If the current oil and gas tax credit system is not significantly changed, the state of Alaska will be paying hundreds of millions of dollars more in oil and gas tax credits than it receives in production taxes from the oil and gas industry. When we are faced with a multibillion-dollar budget deficit, it is fiscally and morally irresponsible to continue paying these amounts to profit-making multinational entities while slashing funding for health, education and other programs that benefit tens of thousands of Alaska citizens. It is also irresponsible to simply defer payment of oil tax credits for a few years without significantly changing the amount of the available credits.

The duty of our state elected officials is to protect and promote the use of Alaska’s natural and financial resources for the benefit of Alaska’s residents, not for the benefit of profit-making corporations. The current system of oil and gas text credits is not sustainable. A sustainable and fair long-term fiscal plan is one that would significantly close the gap between oil and gas tax credits versus revenues; eliminate questionable and wasteful spending (e.g. Anchorage LIO); protect vital programs while promoting cost-effectiveness and efficiency; and include new revenues from broad-based taxes (state income or sales tax) and other sources.

The Legislature needs to overcome the intransigent and, in some cases, nearly unethical refusal of some of our legislators to consider significantly reducing oil and gas tax credits, and adopt a sustainable long-term fiscal plan. Adopting the original version of House Bill 247 proposing significant change in the current oil and gas tax credit system would be a major step toward implementing such a plan.

— Andy Durny

Fairbanks

Many in Anchorage don't

understand biking traffic laws

I am writing in response to the May 10 online article by Michelle Theriault Boots, “An Anchorage cyclist is recovering after being left for dead in a hit-and-run.”

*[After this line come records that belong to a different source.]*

impl<O: AppearanceObserver, A: Animator> SwipeNavigator<O, A> {
    /// Create a navigator after validating `config`.
    pub fn new(config: NavigatorConfig, observer: O, animator: A) -> NavigatorResult<Self> {
        config.validate()?;
        Ok(Self::with_config(config, observer, animator))
    }

    fn with_config(config: NavigatorConfig, observer: O, animator: A) -> Self {
        let mut configured = [false; 5];
        configured[Position::Center.index()] = true;
        Self {
            thresholds: SnapThresholds::from(&config),
            recognizer: PanRecognizer::new(config.pan_slop),
            config,
            model: OffsetModel::new(),
            flags: EnabledFlags::none(),
            configured,
            pan: PanTracker::new(),
            settled: Position::Center,
            pending: Vec::new(),
            next_transition: 0,
            observer,
            animator,
        }
    }

    pub fn config(&self) -> &NavigatorConfig {
        &self.config
    }

    pub fn observer(&self) -> &O {
        &self.observer
    }

    pub fn observer_mut(&mut self) -> &mut O {
        &mut self.observer
    }

    pub fn animator(&self) -> &A {
        &self.animator
    }

    pub fn animator_mut(&mut self) -> &mut A {
        &mut self.animator
    }

    // --- Geometry ---

    /// Recompute the fixed offsets for a new container size.
    ///
    /// On a resize after the first layout the settled surface stays in view:
    /// the live offset jumps to its new target and any drag in progress is
    /// abandoned.
    pub fn recompute_offsets(
        &mut self,
        width: f64,
        height: f64,
        center_rest: Vec2,
    ) -> NavigatorResult<()> {
        let previous = self.model.recompute(Size::new(width, height), center_rest)?;
        if previous.is_some() {
            if self.pan.is_dragging() {
                log::debug!("Resize during drag, abandoning the drag");
                self.pan.reset();
            }
            self.model.settle(self.settled)?;
        }
        log::debug!(
            "Offsets recomputed for {}x{}, settled on {:?}",
            width,
            height,
            self.settled
        );
        Ok(())
    }

    /// Fixed offset of a surface.
    pub fn offset_for(&self, position: Position) -> NavigatorResult<Vec2> {
        self.model.offset_for(position)
    }

    /// Live displacement of the center surface.
    pub fn current_offset(&self) -> Vec2 {
        self.model.current()
    }

    /// Overwrite the live displacement. Clamping is the gesture's job.
    pub fn set_current_offset(&mut self, offset: Vec2) {
        self.model.set_current(offset);
    }

    /// The surface at rest in view, derived from the live offset.
    pub fn active_surface(&self) -> Option<Position> {
        self.model.active()
    }

    /// Target of the most recent commit, or the surface a drag came to rest
    /// on without one.
    pub fn settled(&self) -> Position {
        self.settled
    }

    /// Surface in view: the one at rest under the live offset, or the settled
    /// one while the offset sits between targets.
    pub fn in_view(&self) -> Position {
        self.model.active().unwrap_or(self.settled)
    }

    pub fn offset_model(&self) -> &OffsetModel {
        &self.model
    }

    // --- Flags and registration ---

    pub fn is_enabled(&self, position: Position) -> bool {
        self.flags.is_enabled(position)
    }

    /// Allow or forbid dragging into `position`. Does not affect
    /// programmatic activation.
    pub fn set_enabled(&mut self, position: Position, enabled: bool) {
        self.flags.set(position, enabled);
    }

    pub fn enabled_flags(&self) -> &EnabledFlags {
        &self.flags
    }

    /// Whether a surface is registered at `position`.
    pub fn is_configured(&self, position: Position) -> bool {
        self.configured[position.index()]
    }

    /// Record whether a surface exists at `position`, and enable dragging
    /// into it accordingly.
    ///
    /// Removing the surface in view returns to the center first.
    pub fn set_surface_present(
        &mut self,
        position: Position,
        present: bool,
    ) -> NavigatorResult<()> {
        if position == Position::Center {
            return Ok(());
        }
        if !present && self.is_configured(position) && self.in_view() == position {
            self.commit_to(Position::Center, true)?;
        }
        self.configured[position.index()] = present;
        self.flags.set(position, present);
        Ok(())
    }

    /// Register, replace or clear the surface at an auxiliary position.
    ///
    /// Returns the surface the slots no longer hold: the replaced or cleared
    /// one, or `surface` itself when it is already registered there or when
    /// `position` is the center.
    pub fn attach_surface<S: PartialEq>(
        &mut self,
        slots: &mut SurfaceSlots<S>,
        position: Position,
        surface: Option<S>,
    ) -> NavigatorResult<Option<S>> {
        if position == Position::Center {
            log::warn!("The center surface is fixed; use SurfaceSlots::replace_center");
            return Ok(surface);
        }

        self.set_surface_present(position, surface.is_some())?;
        if surface.is_some() && slots.get(position) == surface.as_ref() {
            return Ok(surface);
        }

        let previous = slots.replace(position, surface);
        if previous.is_some() {
            self.observer.begin_transition(position, false, false);
            self.observer.end_transition(position);
            self.observer.surface_detached(position);
        }
        if slots.is_occupied(position) {
            self.observer.surface_attached(position);
            log::debug!("Surface attached at {:?}", position);
        }
        Ok(previous)
    }

    // --- Gestures ---

    /// Whether a drag is in progress.
    pub fn is_dragging(&self) -> bool {
        self.pan.is_dragging()
    }

    /// State of the drag in progress.
    pub fn drag_state(&self) -> Option<&DragState> {
        self.pan.drag()
    }

    /// Feed one pan sample; a snap decision at the end is committed animated.
    pub fn handle_pan(&mut self, event: PanEvent) -> NavigatorResult<PanOutcome> {
        let outcome = self
            .pan
            .handle(event, &mut self.model, &self.flags, &self.thresholds)?;
        match outcome {
            PanOutcome::Snap(position) => {
                self.commit_to(position, true)?;
            }
            PanOutcome::Released | PanOutcome::Cancelled => {
                if let Some(position) = self.model.active() {
                    self.settled = position;
                }
            }
            _ => {}
        }
        Ok(outcome)
    }

    /// Feed a raw pointer event through the pan recognizer.
    pub fn handle_pointer(&mut self, event: PointerEvent) -> NavigatorResult<Vec<PanOutcome>> {
        self.recognizer
            .handle(event)
            .into_iter()
            .map(|pan| self.handle_pan(pan))
            .collect()
    }

    // --- Commits ---

    /// Move to `position`'s fixed offset and signal the surfaces involved.
    ///
    /// Re-committing the center while it is in view fires no signals but
    /// still runs the animation. Snapping back onto an auxiliary surface
    /// signals it as gaining and the center as losing.
    pub fn commit_to(&mut self, position: Position, animated: bool) -> NavigatorResult<Transition> {
        let from = self.model.current();
        let previous = self.in_view();
        let to = self.model.settle(position)?;
        self.settled = position;

        let (losing, gaining) = if previous != position {
            (Some(previous), Some(position))
        } else if position != Position::Center {
            (Some(Position::Center), Some(position))
        } else {
            (None, None)
        };

        let id = TransitionId(self.next_transition);
        self.next_transition += 1;
        let transition = Transition {
            id,
            target: position,
            losing,
            gaining,
            animated,
        };

        if let Some(surface) = losing {
            self.observer.begin_transition(surface, false, animated);
        }
        if let Some(surface) = gaining {
            self.observer.begin_transition(surface, true, animated);
        }

        if previous == position {
            log::debug!("Snapping back to {:?}", position);
        } else {
            log::info!("Switching from {:?} to {:?}", previous, position);
        }

        let status = if animated {
            self.animator.animate(AnimationRequest {
                id,
                from,
                to,
                duration: self.config.animation_duration,
            })
        } else {
            AnimationStatus::Finished
        };

        match status {
            AnimationStatus::Finished => self.end_signals(&transition),
            AnimationStatus::Pending => self.pending.push(transition),
        }
        Ok(transition)
    }

    /// Called by the host when the animation for `id` completes.
    pub fn finish_transition(&mut self, id: TransitionId) -> NavigatorResult<()> {
        let Some(index) = self.pending.iter().position(|t| t.id == id) else {
            log::warn!("Completion for unknown transition {:?}", id);
            return Err(NavigatorError::UnknownTransition(id.0));
        };
        let transition = self.pending.remove(index);
        self.end_signals(&transition);
        Ok(())
    }

    /// Commits whose animation has not completed yet.
    pub fn pending_transitions(&self) -> &[Transition] {
        &self.pending
    }

    fn end_signals(&mut self, transition: &Transition) {
        if let Some(surface) = transition.gaining {
            self.observer.end_transition(surface);
        }
        if let Some(surface) = transition.losing {
            self.observer.end_transition(surface);
        }
    }

    // --- Container appearance forwarding ---

    /// The container itself is about to appear.
    pub fn container_will_appear(&mut self, animated: bool) {
        let surface = self.in_view();
        self.observer.begin_transition(surface, true, animated);
    }

    /// The container itself finished appearing.
    pub fn container_did_appear(&mut self) {
        let surface = self.in_view();
        self.observer.end_transition(surface);
    }

    /// The container itself is about to disappear.
    pub fn container_will_disappear(&mut self, animated: bool) {
        let surface = self.in_view();
        self.observer.begin_transition(surface, false, animated);
    }

    /// The container itself finished disappearing.
    pub fn container_did_disappear(&mut self) {
        let surface = self.in_view();
        self.observer.end_transition(surface);
    }
}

First of all — huge shoutout to Jackie Minge for finishing the Gold Nugget Triathlon even after being the hit-and-run victim of Boots’ article. It’s an amazing accomplishment for anyone to finish a triathlon, let alone to do so during recovery from being hit by a vehicle.

This incident brings to light the struggle of all those biking on Anchorage’s roads. From reading the comments on Boots’ article, recalling my own and many other commuters’ experiences it is clear that many people in Anchorage do not know or understand bike-related traffic laws. As a year-round bike commuter I fear that I have lived this issue far too often.

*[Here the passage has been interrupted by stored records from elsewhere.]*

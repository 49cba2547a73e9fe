//! SwipeNav Core Library
//!
//! Headless state machine for a five-slot swipe navigation container: one
//! center surface with up to four edge-adjacent surfaces, switched by pan
//! gestures or programmatic activation.

pub mod config;
pub mod error;
pub mod geometry;
pub mod gesture;
pub mod input;
pub mod navigator;
pub mod snap;
pub mod surface;

pub use config::NavigatorConfig;
pub use error::{NavigatorError, NavigatorResult};
pub use geometry::{Axis, OffsetModel, Position, SurfaceOffsets};
pub use gesture::{DragState, EnabledFlags, PanEvent, PanOutcome, PanTracker};
pub use input::{PanRecognizer, PointerEvent};
pub use navigator::{
    AnimationRequest, AnimationStatus, Animator, AppearanceObserver, ImmediateAnimator,
    NoopObserver, SurfaceCommand, SurfaceQuery, SwipeNavigator, Transition, TransitionId,
};
pub use snap::{SnapThresholds, snap_along, snap_decision};
pub use surface::SurfaceSlots;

Anchorage’s municipal traffic code was adapted in early 2011 to address the emergence of more bike commuters on the road. Traffic laws allowing cyclists on the road are not new or unique to Anchorage; the code simply addresses the increase of popularity of bike commuting. Instead of choosing to remain ignorant, we should all develop tolerance of drivers and cyclists alike, share the road and understand Anchorage’s laws.

Cyclists are, by law, allowed on the road and are mandated to ride on the road in downtown Anchorage. When cycling in the road, cyclists are generally required to stay to the right of the road, but they can also “take the lane” for various reasons(CAC 9.38.060). When passing a cyclist, a driver must pass on the left and give the cyclist at least 3 feet of clearance (CAC 9.16.030). Cyclists are also allowed to choose to be on the sidewalk when traffic patterns, like speed or direction, encourage them to do so.

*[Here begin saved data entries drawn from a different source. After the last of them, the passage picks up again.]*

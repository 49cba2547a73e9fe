//! Runs a scenario and records what happened.

use kurbo::Vec2;
use serde::Serialize;
use swipenav_core::{
    AppearanceObserver, ImmediateAnimator, NavigatorError, NavigatorResult, PanOutcome, Position,
    SurfaceCommand, SurfaceSlots, SwipeNavigator,
};

use crate::scenario::{ReplayError, ReplayResult, Scenario, Step};

/// Appearance signal as recorded in a report.
#[derive(Debug, Clone, PartialEq, Serialize)]
#[serde(tag = "signal", rename_all = "snake_case")]
pub enum Signal {
    Begin {
        surface: Position,
        becoming_visible: bool,
        animated: bool,
    },
    End {
        surface: Position,
    },
    Attached {
        surface: Position,
    },
    Detached {
        surface: Position,
    },
}

/// Observer that keeps every signal in order.
#[derive(Debug, Default)]
pub struct TraceObserver {
    pub signals: Vec<Signal>,
}

impl AppearanceObserver for TraceObserver {
    fn begin_transition(&mut self, surface: Position, becoming_visible: bool, animated: bool) {
        self.signals.push(Signal::Begin {
            surface,
            becoming_visible,
            animated,
        });
    }

    fn end_transition(&mut self, surface: Position) {
        self.signals.push(Signal::End { surface });
    }

    fn surface_attached(&mut self, surface: Position) {
        self.signals.push(Signal::Attached { surface });
    }

    fn surface_detached(&mut self, surface: Position) {
        self.signals.push(Signal::Detached { surface });
    }
}

/// What one step produced.
#[derive(Debug, Clone, PartialEq, Serialize)]
pub struct StepRecord {
    pub step: usize,
    /// Snap target, if the step ended a drag with one.
    #[serde(skip_serializing_if = "Option::is_none")]
    pub snap: Option<Position>,
    pub offset: Vec2,
    pub active: Option<Position>,
}

/// Final state and trace of a replay.
#[derive(Debug, Clone, PartialEq, Serialize)]
pub struct ReplayReport {
    pub steps: Vec<StepRecord>,
    pub signals: Vec<Signal>,
    pub offset: Vec2,
    pub active: Option<Position>,
    pub settled: Position,
    /// Name of the surface in view, resolved through the owner-held slots.
    pub visible: Option<String>,
}

/// Replay `scenario` from a fresh navigator.
pub fn run(scenario: &Scenario) -> ReplayResult<ReplayReport> {
    let mut nav = SwipeNavigator::new(scenario.config, TraceObserver::default(), ImmediateAnimator)
        .map_err(at(0))?;
    nav.recompute_offsets(scenario.width, scenario.height, scenario.center_rest)
        .map_err(at(0))?;

    let mut slots = SurfaceSlots::new(surface_name(Position::Center));
    for &position in &scenario.surfaces {
        nav.attach_surface(&mut slots, position, Some(surface_name(position)))
            .map_err(at(0))?;
    }
    for &position in &scenario.disabled {
        nav.set_enabled(position, false);
    }

    let mut records = Vec::with_capacity(scenario.steps.len());
    for (index, step) in scenario.steps.iter().enumerate() {
        let step_no = index + 1;
        let snap = apply(&mut nav, &mut slots, step).map_err(at(step_no))?;
        if let Some(position) = snap {
            log::info!("Step {}: snapped to {:?}", step_no, position);
        }
        records.push(StepRecord {
            step: step_no,
            snap,
            offset: nav.current_offset(),
            active: nav.active_surface(),
        });
    }

    let visible = slots.active(&nav).cloned();
    Ok(ReplayReport {
        steps: records,
        offset: nav.current_offset(),
        active: nav.active_surface(),
        settled: nav.settled(),
        visible,
        signals: std::mem::take(&mut nav.observer_mut().signals),
    })
}

fn at(step: usize) -> impl FnOnce(NavigatorError) -> ReplayError {
    move |source| ReplayError::Navigator { step, source }
}

fn apply(
    nav: &mut SwipeNavigator<TraceObserver, ImmediateAnimator>,
    slots: &mut SurfaceSlots<String>,
    step: &Step,
) -> NavigatorResult<Option<Position>> {
    let snap_of = |outcome: &PanOutcome| match outcome {
        PanOutcome::Snap(position) => Some(*position),
        _ => None,
    };

    match step {
        Step::Pan(event) => Ok(snap_of(&nav.handle_pan(*event)?)),
        Step::Pointer(event) => Ok(nav.handle_pointer(*event)?.iter().find_map(snap_of)),
        Step::Activate(position) => nav.activate(*position).map(|_| None),
        Step::Done => nav.done().map(|_| None),
        Step::Resize { width, height } => {
            let rest = nav.offset_for(Position::Center)?;
            nav.recompute_offsets(*width, *height, rest).map(|_| None)
        }
        Step::SetEnabled { position, enabled } => {
            nav.set_enabled(*position, *enabled);
            Ok(None)
        }
        Step::Attach { position, name } => nav
            .attach_surface(slots, *position, name.clone())
            .map(|_| None),
    }
}

/// Default surface name for a position.
fn surface_name(position: Position) -> String {
    match position {
        Position::Center => "center",
        Position::Top => "top",
        Position::Bottom => "bottom",
        Position::Left => "left",
        Position::Right => "right",
    }
    .to_string()
}

/// Whether the replay ended at rest on `position`.
pub fn shows(report: &ReplayReport, position: Position) -> bool {
    report.active == Some(position)
}

#[cfg(test)]
mod tests {
    use super::*;
    use crate::scenario::Scenario;

    fn scenario(json: &str) -> Scenario {
        Scenario::from_json(json).unwrap()
    }

    #[test]
    fn test_swipe_to_left_and_back() {
        let report = run(&scenario(
            r#"{
                "width": 300, "height": 600,
                "surfaces": ["left"],
                "steps": [
                    { "pan": "begin" },
                    { "pan": { "changed": { "x": 8, "y": 1 } } },
                    { "pan": { "changed": { "x": 150, "y": 0 } } },
                    { "pan": { "changed": { "x": 20, "y": 0 } } },
                    { "pan": "ended" },
                    "done"
                ]
            }"#,
        ))
        .unwrap();

        assert_eq!(report.steps[4].snap, Some(Position::Left));
        assert_eq!(report.steps[4].active, Some(Position::Left));
        assert_eq!(report.active, Some(Position::Center));
        assert_eq!(report.offset, Vec2::ZERO);
        assert_eq!(report.visible.as_deref(), Some("center"));
        assert_eq!(
            report.signals[0],
            Signal::Attached { surface: Position::Left }
        );
    }

    #[test]
    fn test_pointer_scenario_snaps_bottom() {
        let report = run(&scenario(
            r#"{
                "width": 300, "height": 600,
                "surfaces": ["bottom"],
                "config": { "pan_slop": 10 },
                "steps": [
                    { "pointer": { "down": { "position": { "x": 150, "y": 500 } } } },
                    { "pointer": { "move": { "position": { "x": 150, "y": 480 } } } },
                    { "pointer": { "move": { "position": { "x": 150, "y": 200 } } } },
                    { "pointer": { "up": { "position": { "x": 150, "y": 100 } } } }
                ]
            }"#,
        ))
        .unwrap();

        assert_eq!(report.steps[3].snap, Some(Position::Bottom));
        assert!(shows(&report, Position::Bottom));
        assert_eq!(report.visible.as_deref(), Some("bottom"));
    }

    #[test]
    fn test_disabled_surface_is_a_wall() {
        let report = run(&scenario(
            r#"{
                "width": 300, "height": 600,
                "surfaces": ["left", "right"],
                "disabled": ["left", "right"],
                "steps": [
                    { "pan": "begin" },
                    { "pan": { "changed": { "x": 10, "y": 0 } } },
                    { "pan": { "changed": { "x": 200, "y": 0 } } },
                    { "pan": { "changed": { "x": -400, "y": 0 } } },
                    { "pan": "ended" }
                ]
            }"#,
        ))
        .unwrap();

        assert!(report.steps.iter().all(|s| s.offset.x == 0.0));
        assert_eq!(report.settled, Position::Center);
    }

    #[test]
    fn test_navigator_error_carries_step() {
        let result = run(&scenario(
            r#"{ "width": 0, "height": 600, "steps": [] }"#,
        ));
        assert!(matches!(result, Err(ReplayError::Navigator { step: 0, .. })));
    }

    #[test]
    fn test_resize_keeps_active_surface() {
        let report = run(&scenario(
            r#"{
                "width": 300, "height": 600,
                "surfaces": ["top"],
                "steps": [
                    { "activate": "top" },
                    { "resize": { "width": 320, "height": 640 } }
                ]
            }"#,
        ))
        .unwrap();
        assert_eq!(report.offset, Vec2::new(0.0, 640.0));
        assert_eq!(report.active, Some(Position::Top));
    }

    #[test]
    fn test_bundled_scenario() {
        let path = std::path::Path::new(env!("CARGO_MANIFEST_DIR"))
            .join("scenarios")
            .join("swipe_left_and_back.json");
        let report = run(&Scenario::load(&path).unwrap()).unwrap();

        assert_eq!(report.steps[4].snap, Some(Position::Left));
        assert_eq!(report.steps[8].snap, Some(Position::Center));
        assert_eq!(report.active, Some(Position::Top));
        assert_eq!(report.offset, Vec2::new(0.0, 896.0));
        assert_eq!(report.visible.as_deref(), Some("top"));
    }

    #[test]
    fn test_report_serializes() {
        let report = run(&scenario(
            r#"{ "width": 300, "height": 600, "steps": ["done"] }"#,
        ))
        .unwrap();
        let json = serde_json::to_value(&report).unwrap();
        assert_eq!(json["settled"], "center");
        assert_eq!(json["steps"][0]["step"], 1);
    }
}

The municipality has recently taken on this issue through the Vision Zero Initiative. Vision Zero is a “community commitment to reduce the loss of life and major injuries on roadways to ZERO.” This initiative is focusing on infrastructure and how we can create a space for all commuters, education on how to avoid situations like Jackie Minge’s, enforcement of traffic laws so that a perpetrator in Jackie’s case can be brought to justice, and also through encouragement and evaluation.

But until the initiative is fully completed, we need to place the safety of a human life, of Jackie Minge’s life, above all else because cyclists have a right to be on the road. Bike to Work Day is Wednesday and gives the community the opportunity to create a safe space for all types of commuters in our wonderful city.

— Kati Ward

Bike Anchorage board member

and year-round commuter

Science has no use for race

The concept of race — that physical features determine intelligence, ability, character — does not exist in science. The mapping of human DNA shows that there is no gene for race — no gene for “Negro,” “Asian,” “Caucasian,” etc. The DNA associated with skin color, facial features and body types is a small fraction of the human genome and does not correlate to anything else.

The concept of race is cultural — not biological, not scientific. It was created to justify the discrimination, persecution and slaughter of those who look, think or act differently. The terms “mixed race,” “mixing of the races” and “interracial marriage” are from an ignorant past and have no meaning today. Marriage is about love and commitment — it has nothing to do with skin color, gender, ethnicity, religion.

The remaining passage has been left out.